Badminton: Der Blick von oben
VON ROBERT DEUTZMANN - zuletzt aktualisiert: 19.02.2007Badminton-Bundesligist FC Langenfeld meldete durch das 5:3 beim 1. BC Bischmisheim und das 7:1 gegen die
SG EBT Berlin deutlich seine Ansprüche auf den Titel an. Das Team steht nun zwei Runden vor Schluss auf Rang eins.Die Kampfansage war berechtigt. Günter Joppien, der Obmann des Badminton-Bundesligisten FC Langenfeld (FCL), hatte vor den Partien beim 1. BC Bischmisheim und gegen den SG EBT Berlin zwei Siege gefordert. Und der Plan funktionierte: Am Samstag holten die Langenfelder beim bisherigen Spitzenreiter Bischmisheim einen 5:3-Erfolg. Der 7:1-Sieg gestern gegen Berlin brachte zwei Spiele vor Ende der Normalrunde sogar die Tabellenführung. „Es freut mich, dass das so gut geklappt hat“, meinte Joppien zufrieden.
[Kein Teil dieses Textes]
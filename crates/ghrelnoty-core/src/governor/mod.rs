//! Rate-limit pacing decisions
//!
//! [`RateLimitGovernor`] turns the telemetry of one fetch into a pause that
//! the coordinator sleeps before moving on. Upstream quotas are shared by
//! every repository polled from the same source, so a pause stalls the whole
//! sweep.
//!
//! There are two independent triggers:
//!
//! 1. **At risk**: more than 80% of the quota is used. The governor asks for
//!    a fixed cooldown regardless of how close to the limit usage is.
//! 2. **Rate limited**: the fetch failed with a classified rate-limit error.
//!    The governor asks for a pause until the upstream window resets.

use chrono::{DateTime, Utc};
use std::time::Duration;

use crate::error::RateLimitKind;
use crate::traits::RateLimitSnapshot;

/// Cooldown applied when usage crosses the at-risk threshold
pub const AT_RISK_COOLDOWN: Duration = Duration::from_secs(30 * 60);

/// Why a pause was requested
#[derive(Debug, Clone, Copy, PartialEq, Eq)]
pub enum PauseReason {
    /// Quota usage is above the at-risk threshold
    AtRisk,
    /// The fetch was refused by a rate limit
    RateLimited(RateLimitKind),
}

/// A pacing decision
#[derive(Debug, Clone, Copy, PartialEq, Eq)]
pub struct Pause {
    pub duration: Duration,
    pub reason: PauseReason,
}

/// Converts rate-limit telemetry into pauses
#[derive(Debug, Clone)]
pub struct RateLimitGovernor {
    at_risk_cooldown: Duration,
}

impl Default for RateLimitGovernor {
    fn default() -> Self {
        Self {
            at_risk_cooldown: AT_RISK_COOLDOWN,
        }
    }
}

impl RateLimitGovernor {
    pub fn new() -> Self {
        Self::default()
    }

    /// Override the at-risk cooldown
    pub fn with_at_risk_cooldown(mut self, cooldown: Duration) -> Self {
        self.at_risk_cooldown = cooldown;
        self
    }

    /// Pause required by the snapshot alone, whether or not the fetch failed
    pub fn assess(&self, snapshot: Option<&RateLimitSnapshot>) -> Option<Pause> {
        snapshot.filter(|s| s.is_at_risk()).map(|_| Pause {
            duration: self.at_risk_cooldown,
            reason: PauseReason::AtRisk,
        })
    }

    /// Pause required after a fetch failed with a rate-limit error
    ///
    /// Sleeps until `reset_at`, never a negative duration. Without telemetry
    /// there is no reset time to wait for, so the at-risk cooldown is used.
    pub fn assess_rate_limited(
        &self,
        kind: RateLimitKind,
        snapshot: Option<&RateLimitSnapshot>,
        now: DateTime<Utc>,
    ) -> Pause {
        let duration = match snapshot {
            Some(s) => (s.reset_at - now).to_std().unwrap_or(Duration::ZERO),
            None => self.at_risk_cooldown,
        };

        Pause {
            duration,
            reason: PauseReason::RateLimited(kind),
        }
    }
}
Ein ungewohnt starker Rückhalt waren diesmal die Doppel. Przemyslaw Wacha/Thorsten Hukriede in Bischmisheim unterlagen im ersten Herrendoppel gegen Kristof Hopp/Michael Fuchs knapp mit 21:18, 12:21 und 18:21. Alle anderen sieben Wochenend-Doppel gingen dafür an die Langenfelder. Gegen den Spitzenreiter aus Saarbrücken hieß es deshalb früh 2:1. Nadiezda Kostiuczyk/Kamila Augustyn gewannen das Damen-Doppel mit 24:22, 21:18. Mike Joppien und Björn Joppien entschieden das umgestellte zweite Herrendoppel mit 22:20, 21:18 für sich.
Niederlage ohne Folgen
Im Damen-Einzel war Augustyn dann gegen die Deutsche Meisterin Xu Huaiwen machtlos – 13:21, 8:21. Dafür holten Mike Joppien/Kostiuczyk im Mixed, Björn Joppien im ersten Herreneinzel und Wacha im zweiten Herreneinzel die Punkte zur entscheidenden 5:2-Führung. Etwas überraschend unterlag Andreas Wölk im abschließenden dritten Herreneinzel Michael Fuchs mit 18:21, 12:21 geschlagen geben. Weil jedoch der Sieg bereits in trockenen Tüchern war, tat das keinem Langenfelder mehr weh.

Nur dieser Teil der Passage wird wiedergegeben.